- _TASK TO COMPLETE_:
Repeat, line for line, the entries below from the first line to the line containing "pub enum ModelKind", counting both ends.

*****

//! Scenario configuration
//!
//! A scenario bundles every externally supplied input of one forward or
//! inverse run. It deserializes from JSON with defaults for any missing field
//! and is validated as a whole before any model is evaluated.
//!
//! Plume and puff releases are described by different quantities (a rate in
//! g/s versus a total mass in g), so [`ModelKind`] carries each one in its
//! own variant.

use crate::dispersion::{
    GridSpec, PlumeModel, PlumeParams, PuffModel, PuffParams, RemovalRates, SimulationGrid,
    StabilityClass, WindFrame, WindVector,
};
use crate::error::{
    ensure_finite, ensure_non_negative, ensure_positive, PlumeError, PlumeResult,
};
use crate::geo::validate_origin;
use serde::{Deserialize, Serialize};
use std::path::Path;

/// Largest accepted number of puff frames, including the release frame
pub const MAX_FRAMES: usize = 10_000;

/// Which dispersion model a forward run evaluates
#[derive(Debug, Clone, Copy, PartialEq, Serialize, Deserialize)]
#[serde(tag = "kind")]
pub enum ModelKind {
    /// Continuous release
    Plume {
        /// Emission rate Q (g/s)
        emission_rate: f64,
    },
    /// Instantaneous release animated over time
    Puff {
        /// Total released mass Q (g)
        release_mass: f64,
        /// Last frame time (s)
        duration: f64,
        /// Spacing between frames (s)
        time_step: f64,
    },
}

impl Default for ModelKind {
    fn default() -> Self {
        Self::Plume { emission_rate: 1.0 }
    }
}

impl ModelKind {
    /// Default puff: 1 g released, frames every 5 s up to 100 s
    pub const fn default_puff() -> Self {
        Self::Puff {
            release_mass: 1.0,
            duration: 100.0,
            time_step: 5.0,
        }
    }

    /// Frame times `0, dt, 2dt, …` up to and including `duration`
    ///
    /// Empty for a plume.
    ///
    /// # Errors
    ///
    /// Returns [`PlumeError::InvalidParameter`] when the puff timing is invalid
    /// or asks for more than [`MAX_FRAMES`] frames.
    pub fn frame_times(&self) -> PlumeResult<Vec<f64>> {
        match *self {
            Self::Plume { .. } => Ok(Vec::new()),
            Self::Puff {
                duration,
                time_step,
                ..
            } => {
                let steps = frame_steps(duration, time_step)?;
                Ok((0..=steps).map(|i| i as f64 * time_step).collect())
            }
        }
    }

    fn validate(&self) -> PlumeResult<()> {
        match *self {
            Self::Plume { emission_rate } => {
                ensure_non_negative("emission_rate", emission_rate)?;
            }
            Self::Puff {
                release_mass,
                duration,
                time_step,
            } => {
                ensure_non_negative("release_mass", release_mass)?;
                frame_steps(duration, time_step)?;
            }
        }
        Ok(())
    }
}

/// Number of intervals after the `t = 0` frame
fn frame_steps(duration: f64, time_step: f64) -> PlumeResult<usize> {
    ensure_non_negative("duration", duration)?;
    ensure_positive("time_step", time_step)?;
    let steps = (duration / time_step + 1e-9).floor();
    if !steps.is_finite() || steps >= MAX_FRAMES as f64 {
        return Err(PlumeError::invalid(
            "time_step",
            time_step,
            "must give at most 10000 puff frames",
        ));
    }
    Ok(steps as usize)
}

/// Every externally supplied input of one run
#[derive(Debug, Clone, PartialEq, Serialize, Deserialize)]
#[serde(default)]
pub struct ScenarioConfig {
    /// Reference origin latitude (degrees)
    pub latitude: f64,
    /// Reference origin longitude (degrees)
    pub longitude: f64,
    /// Map zoom level, used only for overlay geometry
    pub zoom: u8,
    /// Wind vector (m/s)
    pub wind: WindVector,
    /// Effective release height H (m)
    pub stack_height: f64,
    /// Stability class; unknown labels resolve to D
    pub stability: StabilityClass,
    /// Settling, deposition and decay
    pub removal: RemovalRates,
    /// Plume or puff, with the matching release quantity
    pub model: ModelKind,
    /// Grid geometry
    pub grid: GridSpec,
    /// Receptor height Z (m)
    pub receptor_height: f64,
    /// Scale of the half-normal prior on observation noise (g/m³)
    pub noise_scale: f64,
}

impl Default for ScenarioConfig {
    fn default() -> Self {
        Self {
            latitude: 26.208938,
            longitude: 78.183051,
            zoom: 16,
            wind: WindVector::new(2.0, -3.0),
            stack_height: 10.0,
            stability: StabilityClass::A,
            removal: RemovalRates {
                settling_velocity: 0.01,
                deposition_velocity: 0.005,
                decay_rate: 0.001,
            },
            model: ModelKind::default(),
            grid: GridSpec::default(),
            receptor_height: 0.0,
            noise_scale: 5.0,
        }
    }
}

impl ScenarioConfig {
    /// Parse a scenario from JSON text
    ///
    /// # Errors
    ///
    /// Returns [`PlumeError::Config`] on malformed JSON. The result is not validated.
    pub fn from_json_str(text: &str) -> PlumeResult<Self> {
        Ok(serde_json::from_str(text)?)
    }

    /// Load a scenario from a JSON file
    ///
    /// # Errors
    ///
    /// Returns [`PlumeError::Io`] or [`PlumeError::Config`].
    pub fn from_json_file<P: AsRef<Path>>(path: P) -> PlumeResult<Self> {
        let text = std::fs::read_to_string(path)?;
        Self::from_json_str(&text)
    }

    /// Serialize to pretty JSON
    ///
    /// # Errors
    ///
    /// Returns [`PlumeError::Config`] if serialization fails.
    pub fn to_json_string(&self) -> PlumeResult<String> {
        Ok(serde_json::to_string_pretty(self)?)
    }

    /// Check every field before any model is evaluated
    ///
    /// # Errors
    ///
    /// Returns the first [`PlumeError::InvalidParameter`] or
    /// [`PlumeError::DegenerateWind`] found.
    pub fn validate(&self) -> PlumeResult<()> {
        validate_origin(self.latitude, self.longitude, self.zoom)?;
        ensure_finite("wind.east", self.wind.east)?;
        ensure_finite("wind.north", self.wind.north)?;
        WindFrame::new(self.wind)?;
        ensure_non_negative("stack_height", self.stack_height)?;
        self.removal.validate()?;
        self.model.validate()?;
        self.grid.validate()?;
        ensure_finite("receptor_height", self.receptor_height)?;
        ensure_positive("noise_scale", self.noise_scale)?;
        Ok(())
    }

    /// Wind-aligned frame for the current wind
    ///
    /// # Errors
    ///
    /// Returns [`PlumeError::DegenerateWind`] for calm or non-finite wind.
    pub fn wind_frame(&self) -> PlumeResult<WindFrame> {
        WindFrame::new(self.wind)
    }

    /// Fresh grid for the current geometry
    ///
    /// # Errors
    ///
    /// Propagates grid validation failures.
    pub fn build_grid(&self) -> PlumeResult<SimulationGrid> {
        SimulationGrid::new(self.grid, self.receptor_height)
    }

    /// Plume model for this scenario at a given emission rate
    ///
    /// # Errors
    ///
    /// See [`PlumeModel::new`].
    pub fn plume_model(&self, emission_rate: f64) -> PlumeResult<PlumeModel> {
        PlumeModel::new(PlumeParams {
            emission_rate,
            wind_speed: self.wind_frame()?.speed(),
            stack_height: self.stack_height,
            stability: self.stability,
            removal: self.removal,
        })
    }

    /// Puff model for this scenario with a given release mass
    ///
    /// # Errors
    ///
    /// See [`PuffModel::new`].
    pub fn puff_model(&self, release_mass: f64) -> PlumeResult<PuffModel> {
        PuffModel::new(PuffParams {
            release_mass,
            wind_speed: self.wind_frame()?.speed(),
            stack_height: self.stack_height,
            stability: self.stability,
            removal: self.removal,
        })
    }
}

#[cfg(test)]
mod tests {
    use super::*;

    #[test]
    fn test_defaults_are_valid() {
        let config = ScenarioConfig::default();
        config.validate().unwrap();
        assert_eq!(config.stability, StabilityClass::A);
        assert_eq!(config.grid.points_per_axis(), 1000);
    }

    #[test]
    fn test_partial_json_fills_defaults() {
        let json = r#"{
            "wind": { "east": 5.0, "north": 0.0 },
            "stability": "d",
            "model": { "kind": "Puff", "release_mass": 20.0, "duration": 10.0, "time_step": 2.5 }
        }"#;
        let config = ScenarioConfig::from_json_str(json).unwrap();
        config.validate().unwrap();
        assert_eq!(config.stability, StabilityClass::D);
        assert_eq!(config.stack_height, 10.0);
        assert_eq!(config.model.frame_times().unwrap(), vec![0.0, 2.5, 5.0, 7.5, 10.0]);
    }

    #[test]
    fn test_json_round_trip() {
        let config = ScenarioConfig {
            model: ModelKind::default_puff(),
            ..ScenarioConfig::default()
        };
        let text = config.to_json_string().unwrap();
        assert_eq!(ScenarioConfig::from_json_str(&text).unwrap(), config);
    }

    #[test]
    fn test_default_puff_frames() {
        let times = ModelKind::default_puff().frame_times().unwrap();
        assert_eq!(times.len(), 21);
        assert_eq!(times[20], 100.0);
        assert!(ModelKind::default().frame_times().unwrap().is_empty());
    }

    #[test]
    fn test_invalid_fields_rejected_before_evaluation() {
        let calm = ScenarioConfig {
            wind: WindVector::new(0.0, 0.0),
            ..ScenarioConfig::default()
        };
        assert!(matches!(
            calm.validate(),
            Err(PlumeError::DegenerateWind { .. })
        ));

        let negative_decay = ScenarioConfig {
            removal: RemovalRates {
                decay_rate: -1.0,
                ..RemovalRates::default()
            },
            ..ScenarioConfig::default()
        };
        assert!(negative_decay.validate().is_err());

        let bad_step = ScenarioConfig {
            model: ModelKind::Puff {
                release_mass: 1.0,
                duration: 10.0,
                time_step: 0.0,
            },
            ..ScenarioConfig::default()
        };
        assert!(bad_step.validate().is_err());

        assert!(ScenarioConfig::from_json_str("{ not json").is_err());
    }

    #[test]
    fn test_oversized_puff_schedule_rejected() {
        let runaway = ModelKind::Puff {
            release_mass: 1.0,
            duration: 1e300,
            time_step: 1e-300,
        };
        assert!(matches!(
            runaway.frame_times(),
            Err(PlumeError::InvalidParameter {
                name: "time_step",
                ..
            })
        ));
        let config = ScenarioConfig {
            model: runaway,
            ..ScenarioConfig::default()
        };
        assert!(config.validate().is_err());

        let at_cap = ModelKind::Puff {
            release_mass: 1.0,
            duration: (MAX_FRAMES - 1) as f64,
            time_step: 1.0,
        };
        assert_eq!(at_cap.frame_times().unwrap().len(), MAX_FRAMES);
        let over_cap = ModelKind::Puff {
            release_mass: 1.0,
            duration: MAX_FRAMES as f64,
            time_step: 1.0,
        };
        assert!(over_cap.frame_times().is_err());
    }

    #[test]
    fn test_oversized_grid_rejected() {
        let config = ScenarioConfig {
            grid: GridSpec {
                extent: 1e300,
                resolution: 1e-300,
            },
            ..ScenarioConfig::default()
        };
        assert!(config.validate().is_err());
        assert!(config.build_grid().is_err());
    }
}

*****

- _EXERCISE SOLUTION_:
//! Scenario configuration
//!
//! A scenario bundles every externally supplied input of one forward or
//! inverse run. It deserializes from JSON with defaults for any missing field
//! and is validated as a whole before any model is evaluated.
//!
//! Plume and puff releases are described by different quantities (a rate in
//! g/s versus a total mass in g), so [`ModelKind`] carries each one in its
//! own variant.

use crate::dispersion::{
    GridSpec, PlumeModel, PlumeParams, PuffModel, PuffParams, RemovalRates, SimulationGrid,
    StabilityClass, WindFrame, WindVector,
};
use crate::error::{
    ensure_finite, ensure_non_negative, ensure_positive, PlumeError, PlumeResult,
};
use crate::geo::validate_origin;
use serde::{Deserialize, Serialize};
use std::path::Path;

/// Largest accepted number of puff frames, including the release frame
pub const MAX_FRAMES: usize = 10_000;

/// Which dispersion model a forward run evaluates
#[derive(Debug, Clone, Copy, PartialEq, Serialize, Deserialize)]
#[serde(tag = "kind")]
pub enum ModelKind {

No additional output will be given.